Angiographic binary stenosis
time frame: 9 month
• OCT derived neo-intimal area at 9 month
time frame: at 9 month
• Minimal lumen diameter by Quantitative Coronary Analysis (QCA) at 9 month
time frame: 9 month
• All major adverse cardiac events (all cardiac deaths, myocardial infarction, target vessel failure and target lesion revascularization, and stent thrombosis) at the pre-defined 2 to 9 months angiographic and OCT follow-up.
time frame: 2 to 9 months
• Target vessel stent thrombosis per Academic Research Consortium (ARC) definition
time frame: from enrollment till 2 years follow up
Percentage of stent strut malapposition
time frame: 9 month
Mean neo-intimal thickness (NIT) at 9 month
time frame: 9 month
Stent volume
time frame: at 9 month
Lumen volume
time frame: at 9 month
Neointimal Hyperplasia (NIH) volume
time frame: at 9 month

Eligibility Criteria

Male or female participants from 18 years up to 85 years old.

Inclusion Criteria: - Patient aged 18-85 years old - Patient with symptomatic coronary artery diseases involving two or more vessels requiring percutaneous coronary intervention Exclusion Criteria: - Patient who is unable to give consent - Patient in acute myocardial infarction or unstable angina - Patient who is hemodynamically unstable - Patient who is allergic to contrast agents - Patient who is allergic to anti-platelet agents - Patient who is allergic to zotarolimus - Patient who is allergic to biolimus - Patient who is pregnant - Patient who has planned surgery in the following 12 months after percutaneous coronary intervention - Left main coronary lesion - Bifurcation lesion - Chronic total occlusion lesion - Coronary vessel size smaller than 2.5mm - Coronary lesion longer than 38mm in length

Additional Information

Official title A Randomized Optical Coherence Tomography Study Comparing Resolute Integrity to Biomatrix Drug-eluting Stent on the Degree of Early Stent Healing and Late Lumen Loss.The OCT-ORION Study
Principal investigator Stephen Wai Luen LEE, MD FRCP FACC
Description This is a prospective, randomised, assessor-blinded, single centre study.
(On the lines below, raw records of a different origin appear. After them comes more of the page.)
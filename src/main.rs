//! `drive-photos-migrator`: copy every image and video from Google Drive
//! into Google Photos.
//!
//! Takes no flags. Paths, ports and log settings come from `MIGRATOR_*`
//! environment variables with defaults for a run from the working directory.

use anyhow::Context;
use bridge_desktop::{FileSecureStore, LoopbackCallbackListener, ReqwestHttpClient, TokioFileSystem};
use bridge_traits::http::RetryPolicy;
use bridge_traits::storage::FileSystemAccess;
use bridge_traits::HttpClient;
use core_auth::{CredentialProvider, TokenStore};
use core_migrate::{ConsoleProgress, Migration, MigrationError, RunOutcome};
use core_runtime::logging::{init_logging, LoggingConfig};
use core_runtime::MigrationConfig;
use provider_google_drive::GoogleDriveConnector;
use provider_google_photos::GooglePhotosConnector;
use std::path::Path;
use std::sync::Arc;
use tracing::{debug, info};

/// Long-lived services shared by the credential and migration stages
struct Services {
    http: Arc<dyn HttpClient>,
    fs: Arc<dyn FileSystemAccess>,
    token_store: TokenStore,
    listener: Arc<LoopbackCallbackListener>,
}

impl Services {
    fn build(config: &MigrationConfig) -> anyhow::Result<Self> {
        let policy = RetryPolicy {
            max_attempts: config.http_max_attempts,
            ..RetryPolicy::default()
        };
        let http = ReqwestHttpClient::with_policy(policy).context("Failed to create HTTP client")?;

        let (token_dir, token_key) = split_token_path(&config.token_path)?;
        let token_store = TokenStore::new(Arc::new(FileSecureStore::new(token_dir)), token_key);

        Ok(Self {
            http: Arc::new(http),
            fs: Arc::new(TokioFileSystem::new(&config.scratch_dir)),
            token_store,
            listener: Arc::new(LoopbackCallbackListener::new(config.callback_port)),
        })
    }
}

/// Token file location as (store directory, key)
fn split_token_path(path: &Path) -> anyhow::Result<(&Path, String)> {
    let key = path
        .file_name()
        .and_then(|n| n.to_str())
        .with_context(|| format!("Token path {} has no usable file name", path.display()))?;
    let dir = path.parent().unwrap_or_else(|| Path::new(""));
    Ok((dir, key.to_string()))
}

async fn migrate(config: &MigrationConfig, services: Services) -> Result<RunOutcome, MigrationError> {
    let credentials = CredentialProvider::new(
        config,
        services.token_store,
        services.http.clone(),
        services.fs.clone(),
        services.listener,
    );
    let tokens = credentials.obtain().await?;
    debug!("Credentials ready");

    let migration = Migration::new(
        config,
        Arc::new(GoogleDriveConnector::new(services.http.clone())),
        Arc::new(GooglePhotosConnector::new(services.http)),
        services.fs,
        Arc::new(ConsoleProgress),
    );

    migration.run(&tokens).await
}

#[tokio::main]
async fn main() -> anyhow::Result<()> {
    let config = MigrationConfig::from_env().context("Invalid configuration")?;

    init_logging(
        LoggingConfig::default()
            .with_format(config.log_format)
            .with_level(config.log_level),
    )
    .context("Failed to initialize logging")?;

    info!(
        scratch_dir = %config.scratch_dir.display(),
        report = %config.report_path.display(),
        policy = %config.download_failure_policy,
        "Starting migration"
    );

    let services = Services::build(&config)?;

    // Service failures are printed and the process still exits normally.
    match migrate(&config, services).await {
        Ok(outcome) => debug!(?outcome, "Migration ended"),
        Err(err) => println!("An error occurred: {}", err),
    }

    Ok(())
}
Patients with symptomatic coronary artery diseases in 2 or 3 coronary vessels requiring PCI are eligible for the study. PCI will be performed in the usual manner to all the study lesions in the same procedure. In a randomized fashion, each patient will have one artery with critical disease(s) treated by the Resolute Integrity Stent(s) and the other artery treated by the Biomatrix Stent(s). Baseline OCT data will be obtained right after stenting. The remaining coronary artery, if diseased and required PCI treatment, will be treated during the angiographic and OCT follow-up as a staged procedure. Patients will be randomly assigned into 5 groups with equal number, receiving a follow-up coronary angiogram with OCT from 2, 3, 4, 5 and 6 months interval post-intervention. Each patient will serve as his/her own control comparing the 2 types of stents. At 9-month post-intervention, all patients will receive a second follow-up coronary angiogram with OCT. All OCT data analyses will be performed in a blinded fashion by a core laboratory. Phone follow up will be carried out for cardiac events at 1 year and 2 year of post intervention.
Trial information was received from ClinicalTrials.gov and was last updated in December 2015.
Information provided to ClinicalTrials.gov by The University of Hong Kong.